Laura Ashley mini quilt 4

Laura Ashley mini quilt 4

 

Very quick post today.  This is the latest in my series of tiny quilts using a scrap of Laura Ashley fabric.  It’s in the top right hand corner and was used extensively for soft furnishings in trendy houses in my youth.  I have used a gauze over it, and a fine (purchased) cotton hand-dyed, I think, with onion skins.  Over the top of that is quite a bit of embroidery with wonderful variegated perle cotton from Winifred Cottage.  I will be stocking up on more of these lovely threads when I go to the Festival of Quilts in August.  They last forever and are excellent for hand stitching because they slip through the layers effortlessly.  The rather splendid beaded and embroidered flowers on a chiffon ribbon are from a shop just off Oxford Street which is full of students buying tiny amounts of the vastly expensive but irresistible braid and other trimmings.  The staff are gloriously off-hand and impatient with people who are paying through the nose for this stuff.
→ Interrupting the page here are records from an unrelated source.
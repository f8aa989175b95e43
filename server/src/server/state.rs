//! Application state for the party RSVP HTTP server.
//!
//! Contains all shared resources needed by HTTP handlers:
//! - The three core services
//! - The admin authenticator
//! - The repositories the thin admin CRUD handlers call directly
//! - The Prometheus handle, when a recorder is installed

use crate::config::Config;
use metrics_exporter_prometheus::PrometheusHandle;
use party_rsvp_auth::{
    AdminAuthenticator, AuthConfig,
    providers::{AdminRepository, SessionStore},
};
use party_rsvp_core::{
    Clock, InviteImporter, MetricsAggregator, RsvpWriter,
    providers::{
        EventSettingsRepository, FoodChoiceRepository, InviteRepository, MetricsRepository,
        RsvpRepository,
    },
};
use std::sync::Arc;

/// The core repositories, usually all backed by one store.
#[derive(Clone)]
pub struct Stores {
    /// Event settings singleton
    pub event_settings: Arc<dyn EventSettingsRepository>,
    /// Food choices
    pub food_choices: Arc<dyn FoodChoiceRepository>,
    /// Guest list
    pub invites: Arc<dyn InviteRepository>,
    /// RSVPs with their children
    pub rsvps: Arc<dyn RsvpRepository>,
    /// Aggregate counts
    pub metrics: Arc<dyn MetricsRepository>,
}

impl Stores {
    /// Use one store for every repository.
    #[must_use]
    pub fn shared<T>(store: &Arc<T>) -> Self
    where
        T: EventSettingsRepository
            + FoodChoiceRepository
            + InviteRepository
            + RsvpRepository
            + MetricsRepository
            + 'static,
    {
        Self {
            event_settings: store.clone(),
            food_choices: store.clone(),
            invites: store.clone(),
            rsvps: store.clone(),
            metrics: store.clone(),
        }
    }
}

/// Admin auth backends.
#[derive(Clone)]
pub struct AuthStores {
    /// Admin accounts
    pub admins: Arc<dyn AdminRepository>,
    /// Sessions
    pub sessions: Arc<dyn SessionStore>,
}

/// Application state shared across all HTTP handlers.
///
/// Cloned (cheaply via Arc) for each request.
#[derive(Clone)]
pub struct AppState {
    /// Validates and records RSVPs
    pub rsvp_writer: Arc<RsvpWriter>,
    /// Loads guest list uploads
    pub invite_importer: Arc<InviteImporter>,
    /// Dashboard numbers
    pub metrics_aggregator: Arc<MetricsAggregator>,
    /// Admin login and token validation
    pub authenticator: Arc<AdminAuthenticator>,
    /// Repositories used directly by the admin CRUD handlers
    pub stores: Stores,
    /// Prometheus exporter, absent when no recorder is installed
    pub prometheus: Option<PrometheusHandle>,
}

impl AppState {
    /// Wire the services from their backends and the loaded config.
    #[must_use]
    pub fn new(
        stores: Stores,
        auth: AuthStores,
        clock: Arc<dyn Clock>,
        config: &Config,
        prometheus: Option<PrometheusHandle>,
    ) -> Self {
        let session_ttl = i64::try_from(config.auth.session_ttl)
            .ok()
            .and_then(chrono::Duration::try_seconds);
        let auth_config = match session_ttl {
            Some(ttl) => AuthConfig::default().with_session_ttl(ttl),
            None => {
                tracing::warn!(
                    session_ttl = config.auth.session_ttl,
                    "Session TTL out of range, using default"
                );
                AuthConfig::default()
            }
        };

        Self {
            rsvp_writer: Arc::new(RsvpWriter::new(stores.rsvps.clone(), config.rsvp.policy())),
            invite_importer: Arc::new(InviteImporter::new(
                stores.invites.clone(),
                config.rsvp.invite_name_matching,
            )),
            metrics_aggregator: Arc::new(MetricsAggregator::new(stores.metrics.clone())),
            authenticator: Arc::new(AdminAuthenticator::new(
                auth.admins,
                auth.sessions,
                clock,
                auth_config,
            )),
            stores,
            prometheus,
        }
    }
}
Again, the combination of these pieces make for a very antique-looking final product.  Incidentally, I did most of the stitching on this while watching the coverage of the Glastonbury festival on the BBC.
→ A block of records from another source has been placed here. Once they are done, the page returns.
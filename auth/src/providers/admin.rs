//! Admin account repository trait.

use crate::error::Result;
use crate::state::{AdminId, AdminRecord};
use async_trait::async_trait;

/// Admin account storage.
#[async_trait]
pub trait AdminRepository: Send + Sync {
    /// Look up an admin by exact email.
    ///
    /// # Errors
    ///
    /// Returns `AuthError::DatabaseError` if the store fails.
    async fn find_admin_by_email(&self, email: &str) -> Result<Option<AdminRecord>>;

    /// Create an admin, or replace the password hash of an existing one.
    ///
    /// # Errors
    ///
    /// Returns `AuthError::DatabaseError` if the store fails.
    async fn upsert_admin(&self, email: &str, password_hash: &str) -> Result<AdminId>;
}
Here’s a detail of the gorgeous braid:

 

Laura Ashley mini quilt 4 - detail

Laura Ashley mini quilt 4 - detail

 

You can also see the fly stitch, the herringbone stitch and the colonial knots, as well as the machine quilting with the newly serviced Bernina.

I am still working on these pieces, and am really enjoying the small scale which can be finished in an evening, and the antiqued colour scheme which is very unusual for me.